Spring Bank will host a conference call and webcast at 8:00 am EDT today, Friday, April 12, 2019. The conference call may be accessed by dialing (877) 407-0789 for U.S. callers and (201) 689-8562 for international callers and providing the conference ID 13689400. Additionally, a live, listen-only webcast of the conference call can be accessed by visiting the Investors & Media section of the company’s website at www.springbankpharm.com or by clicking here.
A replay of the call may be accessed by visiting Spring Bank’s website.
Additional details, including presentation abstracts, can be found on the ILC website at https://ilc-congress.eu/. A copy of the presentation materials can be accessed by visiting the Presentations and Publications section of the Spring Bank Pharmaceuticals website.
About Spring Bank Pharmaceuticals
Spring Bank Pharmaceuticals, Inc. is a clinical-stage biopharmaceutical company engaged in the discovery and development of a novel class of therapeutics using its proprietary small molecule nucleotide platform.
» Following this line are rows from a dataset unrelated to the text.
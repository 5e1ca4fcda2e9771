// SPDX-License-Identifier: AGPL-3.0-or-later
// © 2025 Ryo ∴ SpiralArchitect (kishkavsesvit@icloud.com)
// Part of SpiralTorch — Licensed under AGPL-3.0-or-later.
// Unauthorized derivative works or closed redistribution prohibited under AGPL §13.

use crate::init::UniformInit;
use crate::module::{Module, Parameter, Parameterised};
use crate::{PureResult, Tensor, TensorError};

fn token_to_index(value: f32, vocab_size: usize) -> PureResult<usize> {
    if !value.is_finite() || value < 0.0 || value.fract() != 0.0 {
        return Err(TensorError::NonFiniteValue {
            label: "embedding_token",
            value,
        });
    }
    let idx = value as usize;
    if idx >= vocab_size {
        return Err(TensorError::IndexOutOfBounds {
            label: "embedding_token",
            index: idx,
            len: vocab_size,
        });
    }
    Ok(idx)
}

/// Item lookup table shaped `(vocab_size, embed_dim)`.
///
/// Index-based `lookup`/`accumulate` are the primary surface. The [`Module`]
/// impl accepts a `(n, 1)` column of integer ids stored as floats and returns
/// `(n, embed_dim)` rows.
#[derive(Debug)]
pub struct Embedding {
    weight: Parameter,
}

impl Embedding {
    pub fn new(
        name: impl Into<String>,
        vocab_size: usize,
        embed_dim: usize,
        init: &mut UniformInit,
    ) -> PureResult<Self> {
        if vocab_size == 0 || embed_dim == 0 {
            return Err(TensorError::InvalidDimensions {
                rows: vocab_size,
                cols: embed_dim,
            });
        }
        let name = name.into();
        Ok(Self {
            weight: Parameter::new(format!("{name}::weight"), init.sample(vocab_size, embed_dim)?),
        })
    }

    pub fn vocab_size(&self) -> usize {
        self.weight.value().rows()
    }

    pub fn embed_dim(&self) -> usize {
        self.weight.value().cols()
    }

    pub fn weight(&self) -> &Parameter {
        &self.weight
    }

    pub fn weight_mut(&mut self) -> &mut Parameter {
        &mut self.weight
    }

    /// Gathers one row per id.
    pub fn lookup(&self, ids: &[usize]) -> PureResult<Tensor> {
        if ids.is_empty() {
            return Err(TensorError::EmptyInput("Embedding::lookup"));
        }
        self.weight.value().gather_rows(ids)
    }

    /// Scatters `grad` rows back onto the ids they were read from.
    pub fn accumulate(&mut self, ids: &[usize], grad: &Tensor) -> PureResult<()> {
        self.weight.accumulate_rows(ids, grad)
    }

    fn ids_from_column(&self, input: &Tensor) -> PureResult<Vec<usize>> {
        if input.cols() != 1 {
            return Err(TensorError::ShapeMismatch {
                left: input.shape(),
                right: (input.rows(), 1),
            });
        }
        input
            .data()
            .iter()
            .map(|&value| token_to_index(value, self.vocab_size()))
            .collect()
    }
}

impl Parameterised for Embedding {
    fn visit_parameters(
        &self,
        visitor: &mut dyn FnMut(&Parameter) -> PureResult<()>,
    ) -> PureResult<()> {
        visitor(&self.weight)
    }

    fn visit_parameters_mut(
        &mut self,
        visitor: &mut dyn FnMut(&mut Parameter) -> PureResult<()>,
    ) -> PureResult<()> {
        visitor(&mut self.weight)
    }
}

impl Module for Embedding {
    fn forward(&self, input: &Tensor) -> PureResult<Tensor> {
        let ids = self.ids_from_column(input)?;
        self.lookup(&ids)
    }

    fn backward(&mut self, input: &Tensor, grad_output: &Tensor) -> PureResult<Tensor> {
        let ids = self.ids_from_column(input)?;
        self.accumulate(&ids, grad_output)?;
        // Integer ids carry no gradient.
        Tensor::zeros(input.rows(), 1)
    }
}
// SPDX-License-Identifier: AGPL-3.0-or-later
// © 2025 Ryo ∴ SpiralArchitect (kishkavsesvit@icloud.com)
// Part of SpiralTorch — Licensed under AGPL-3.0-or-later.
// Unauthorized derivative works or closed redistribution prohibited under AGPL §13.

pub mod embedding;
pub mod linear;

pub use embedding::Embedding;
pub use linear::Linear;
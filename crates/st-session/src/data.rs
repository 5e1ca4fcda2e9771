// SPDX-License-Identifier: AGPL-3.0-or-later
// © 2025 Ryo ∴ SpiralArchitect (kishkavsesvit@icloud.com)
// Part of SpiralTorch — Licensed under AGPL-3.0-or-later.
// Unauthorized derivative works or closed redistribution prohibited under AGPL §13.

//! In-memory session dataset that converts raw item sequences into
//! [`SessionBatch`]es.

use rand::rngs::StdRng;
use rand::seq::SliceRandom;
use st_tensor::Tensor;
use tracing::debug;

use crate::batch::{BatchSource, SessionBatch, SessionSample};
use crate::error::{SessionError, SessionResult};

/// Raw sequences padded to a common length, plus their 1-indexed targets.
#[derive(Debug)]
pub struct SessionData {
    inputs: Vec<Vec<usize>>,
    masks: Vec<Vec<u8>>,
    targets: Vec<usize>,
    max_len: usize,
    shuffle: bool,
    rng: StdRng,
}

impl SessionData {
    /// Pads every sequence with `0` up to the longest one.
    ///
    /// Empty sequences are accepted here and rejected when their batch is
    /// built, so the failing sample index is reported in context.
    pub fn new(sequences: Vec<Vec<usize>>, targets: Vec<usize>, shuffle: bool) -> SessionResult<Self> {
        if sequences.is_empty() {
            return Err(SessionError::EmptyDataset);
        }
        if sequences.len() != targets.len() {
            return Err(SessionError::BatchShape {
                index: 0,
                what: "targets",
                expected: (sequences.len(), 1),
                got: (targets.len(), 1),
            });
        }
        for (index, sequence) in sequences.iter().enumerate() {
            if let Some(position) = sequence.iter().position(|&item| item == 0) {
                return Err(SessionError::PaddingItem { index, position });
            }
        }
        let max_len = sequences.iter().map(Vec::len).max().unwrap_or(0).max(1);
        let mut inputs = Vec::with_capacity(sequences.len());
        let mut masks = Vec::with_capacity(sequences.len());
        for mut sequence in sequences {
            let len = sequence.len();
            let mut mask = vec![1u8; len];
            mask.resize(max_len, 0);
            sequence.resize(max_len, 0);
            inputs.push(sequence);
            masks.push(mask);
        }
        debug!(sessions = inputs.len(), max_len, "session data padded");
        Ok(Self {
            inputs,
            masks,
            targets,
            max_len,
            shuffle,
            rng: spiral_config::rng_for(None, "st-session/data/shuffle"),
        })
    }

    /// Pins the shuffle stream to `seed`.
    pub fn with_seed(mut self, seed: u64) -> Self {
        self.rng = spiral_config::rng_for(Some(seed), "st-session/data/shuffle");
        self
    }

    /// Padded sequence length.
    pub fn max_len(&self) -> usize {
        self.max_len
    }

    pub fn targets(&self) -> &[usize] {
        &self.targets
    }

    fn sample_at(&self, index: usize) -> SessionResult<(&[usize], &[u8], usize)> {
        match (
            self.inputs.get(index),
            self.masks.get(index),
            self.targets.get(index),
        ) {
            (Some(input), Some(mask), Some(&target)) => Ok((input.as_slice(), mask.as_slice(), target)),
            _ => Err(SessionError::Tensor(st_tensor::TensorError::IndexOutOfBounds {
                label: "session_index",
                index,
                len: self.inputs.len(),
            })),
        }
    }
}

/// Sorted unique ids of a padded input; includes `0` when the input is padded.
fn unique_nodes(input: &[usize]) -> Vec<usize> {
    let mut node = input.to_vec();
    node.sort_unstable();
    node.dedup();
    node
}

fn position_of(node: &[usize], item: usize) -> usize {
    node.binary_search(&item).unwrap_or_default()
}

/// Builds the `(L, 2L)` normalised adjacency for one padded input.
///
/// Column block `[0, L)` holds incoming edges scaled by the receiver's
/// in-degree, block `[L, 2L)` outgoing edges scaled by the sender's
/// out-degree. Zero degrees divide by one.
fn normalised_adjacency(input: &[usize], node: &[usize], nodes: usize) -> SessionResult<Tensor> {
    let mut edges = vec![0.0f32; nodes * nodes];
    for pair in input.windows(2) {
        if pair[1] == 0 {
            break;
        }
        let u = position_of(node, pair[0]);
        let v = position_of(node, pair[1]);
        edges[u * nodes + v] = 1.0;
    }
    let mut in_degree = vec![0.0f32; nodes];
    let mut out_degree = vec![0.0f32; nodes];
    for u in 0..nodes {
        for v in 0..nodes {
            let w = edges[u * nodes + v];
            out_degree[u] += w;
            in_degree[v] += w;
        }
    }
    let norm = |d: f32| if d == 0.0 { 1.0 } else { d };
    let adjacency = Tensor::from_fn(nodes, 2 * nodes, |x, y| {
        if y < nodes {
            edges[y * nodes + x] / norm(in_degree[x])
        } else {
            let y = y - nodes;
            edges[x * nodes + y] / norm(out_degree[x])
        }
    })?;
    Ok(adjacency)
}

impl BatchSource for SessionData {
    fn len(&self) -> usize {
        self.inputs.len()
    }

    fn generate_batch(&mut self, batch_size: usize) -> SessionResult<Vec<Vec<usize>>> {
        if batch_size == 0 {
            return Err(SessionError::InvalidConfig {
                field: "batch_size",
                reason: "must be positive".into(),
            });
        }
        let mut order: Vec<usize> = (0..self.inputs.len()).collect();
        if self.shuffle {
            order.shuffle(&mut self.rng);
        }
        Ok(order.chunks(batch_size).map(<[usize]>::to_vec).collect())
    }

    fn get_slice(&self, indices: &[usize]) -> SessionResult<SessionBatch> {
        let mut picked = Vec::with_capacity(indices.len());
        for &index in indices {
            picked.push(self.sample_at(index)?);
        }
        let nodes_per_session: Vec<Vec<usize>> = picked
            .iter()
            .map(|(input, _, _)| unique_nodes(input))
            .collect();
        let nodes = nodes_per_session.iter().map(Vec::len).max().unwrap_or(0);

        let mut sessions = Vec::with_capacity(picked.len());
        for ((input, mask, target), node) in picked.into_iter().zip(nodes_per_session) {
            let adjacency = normalised_adjacency(input, &node, nodes)?;
            let alias = input.iter().map(|&item| position_of(&node, item)).collect();
            let mut items = node;
            items.resize(nodes, 0);
            sessions.push(SessionSample {
                items,
                adjacency,
                alias,
                mask: mask.to_vec(),
                target,
            });
        }
        SessionBatch::new(sessions)
    }
}

#[cfg(test)]
mod tests {
    use super::*;

    #[test]
    fn pads_to_longest_sequence() {
        let data = SessionData::new(vec![vec![3, 1], vec![2, 4, 2]], vec![4, 1], false).unwrap();
        assert_eq!(data.max_len(), 3);
        assert_eq!(data.inputs[0], vec![3, 1, 0]);
        assert_eq!(data.masks[0], vec![1, 1, 0]);
        assert_eq!(data.masks[1], vec![1, 1, 1]);
    }

    #[test]
    fn batches_cover_every_session_once() {
        let sequences = (1..=7).map(|i| vec![i]).collect();
        let mut data = SessionData::new(sequences, vec![1; 7], true)
            .unwrap()
            .with_seed(5);
        let slices = data.generate_batch(3).unwrap();
        assert_eq!(slices.len(), 3);
        assert_eq!(slices[2].len(), 1);
        let mut seen: Vec<usize> = slices.concat();
        seen.sort_unstable();
        assert_eq!(seen, (0..7).collect::<Vec<_>>());
        assert!(data.generate_batch(0).is_err());
    }

    #[test]
    fn graph_normalises_in_and_out_degrees() {
        // Session 1 -> 2 -> 1 -> 3 padded by the longer second session.
        let data = SessionData::new(vec![vec![1, 2, 1, 3], vec![5, 5, 5, 5, 5]], vec![2, 5], false)
            .unwrap();
        let batch = data.get_slice(&[0, 1]).unwrap();
        let first = &batch.sessions()[0];
        // node = [0, 1, 2, 3]
        assert_eq!(batch.nodes(), 4);
        assert_eq!(first.items, vec![0, 1, 2, 3]);
        assert_eq!(first.alias, vec![1, 2, 1, 3, 0]);
        let a = &first.adjacency;
        let l = 4;
        // Node 1 sends to 2 and 3: out-degree 2.
        assert_eq!(a.row(1).unwrap()[l + 2], 0.5);
        assert_eq!(a.row(1).unwrap()[l + 3], 0.5);
        // Node 1 receives only from 2.
        assert_eq!(a.row(1).unwrap()[2], 1.0);
        // Node 3 receives from 1; padding node has no edges.
        assert_eq!(a.row(3).unwrap()[1], 1.0);
        assert!(a.row(0).unwrap().iter().all(|&v| v == 0.0));

        // Self loop 5 -> 5 on an unpadded session.
        let second = &batch.sessions()[1];
        assert_eq!(second.items, vec![5, 0, 0, 0]);
        assert_eq!(second.adjacency.row(0).unwrap()[0], 1.0);
        assert_eq!(second.adjacency.row(0).unwrap()[l], 1.0);
    }

    #[test]
    fn padding_id_inside_sequence_is_rejected() {
        assert!(matches!(
            SessionData::new(vec![vec![1, 0, 2]], vec![1], false),
            Err(SessionError::PaddingItem {
                index: 0,
                position: 1
            })
        ));
    }

    #[test]
    fn empty_sequence_fails_at_batch_time() {
        let data = SessionData::new(vec![vec![], vec![2]], vec![1, 1], false).unwrap();
        assert!(matches!(
            data.get_slice(&[0, 1]),
            Err(SessionError::EmptySession { index: 0 })
        ));
        assert!(data.get_slice(&[1]).is_ok());
    }
}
The company designs its compounds to selectively target and modulate the activity of specific proteins implicated in various disease states. The company’s lead product candidate, inarigivir, is being developed for the treatment of chronic hepatitis B virus (HBV). Inarigivir is designed to activate within hepatic cells retinoic acid-inducible gene 1 (RIG-I), which has been shown to inhibit HBV viral replication and induce the intracellular interferon signaling pathways for antiviral defense. The company is also developing its lead STING agonist product candidate, SB 11285, an immunotherapeutic agent for the treatment of selected cancers. For more information, please visit www.springbankpharm.com.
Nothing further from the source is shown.